▶ _Task directions_:
Every entry has to be output exactly, with none skipped.

======== Data for the task ========

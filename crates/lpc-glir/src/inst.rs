//! Statements.

use alloc::string::String;

use crate::entity::{List, Node, Var};

/// A statement.
///
/// Compound statements own their bodies through [`List`] ids; the lists are
/// stored in the shader's [`Layout`](crate::Layout).
#[derive(Debug, Clone, PartialEq)]
pub enum InstData {
    /// Variable declaration
    Declare(Var),
    /// `lhs = rhs`; a swizzled `lhs` writes only the selected components
    Assign { lhs: Node, rhs: Node },
    If {
        condition: Node,
        then_list: List,
        else_list: List,
    },
    /// Infinite loop, left with `Break`
    Loop { body: List },
    Break,
    Continue,
    Return,
    Discard { condition: Option<Node> },
    /// A function with one signature; `params` holds `Declare` statements
    Function {
        name: String,
        params: List,
        body: List,
    },
}

impl InstData {
    pub fn as_declare(&self) -> Option<crate::entity::Var> {
        match self {
            InstData::Declare(var) => Some(*var),
            _ => None,
        }
    }

    /// Child lists in visiting order.
    pub fn child_lists(&self) -> impl Iterator<Item = List> {
        let lists: [Option<List>; 2] = match self {
            InstData::If {
                then_list,
                else_list,
                ..
            } => [Some(*then_list), Some(*else_list)],
            InstData::Loop { body } => [Some(*body), None],
            InstData::Function { params, body, .. } => [Some(*params), Some(*body)],
            _ => [None, None],
        };
        lists.into_iter().flatten()
    }
}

========

▶ _Answer section_:
filename crates/lpc-glir/src/inst.rs
//! Statements.

use alloc::string::String;

use crate::entity::{List, Node, Var};

/// A statement.
///
/// Compound statements own their bodies through [`List`] ids; the lists are
/// stored in the shader's [`Layout`](crate::Layout).
#[derive(Debug, Clone, PartialEq)]
pub enum InstData {
    /// Variable declaration
    Declare(Var),
    /// `lhs = rhs`; a swizzled `lhs` writes only the selected components
    Assign { lhs: Node, rhs: Node },
    If {
        condition: Node,
        then_list: List,
        else_list: List,
    },
    /// Infinite loop, left with `Break`
    Loop { body: List },
    Break,
    Continue,
    Return,
    Discard { condition: Option<Node> },
    /// A function with one signature; `params` holds `Declare` statements
    Function {
        name: String,
        params: List,
        body: List,
    },
}

impl InstData {
    pub fn as_declare(&self) -> Option<crate::entity::Var> {
        match self {
            InstData::Declare(var) => Some(*var),
            _ => None,
        }
    }

    /// Child lists in visiting order.
    pub fn child_lists(&self) -> impl Iterator<Item = List> {
        let lists: [Option<List>; 2] = match self {
            InstData::If {
                then_list,
                else_list,
                ..
            } => [Some(*then_list), Some(*else_list)],
            InstData::Loop { body } => [Some(*body), None],
            InstData::Function { params, body, .. } => [Some(*params), Some(*body)],
            _ => [None, None],
        };
        lists.into_iter().flatten()
    }
}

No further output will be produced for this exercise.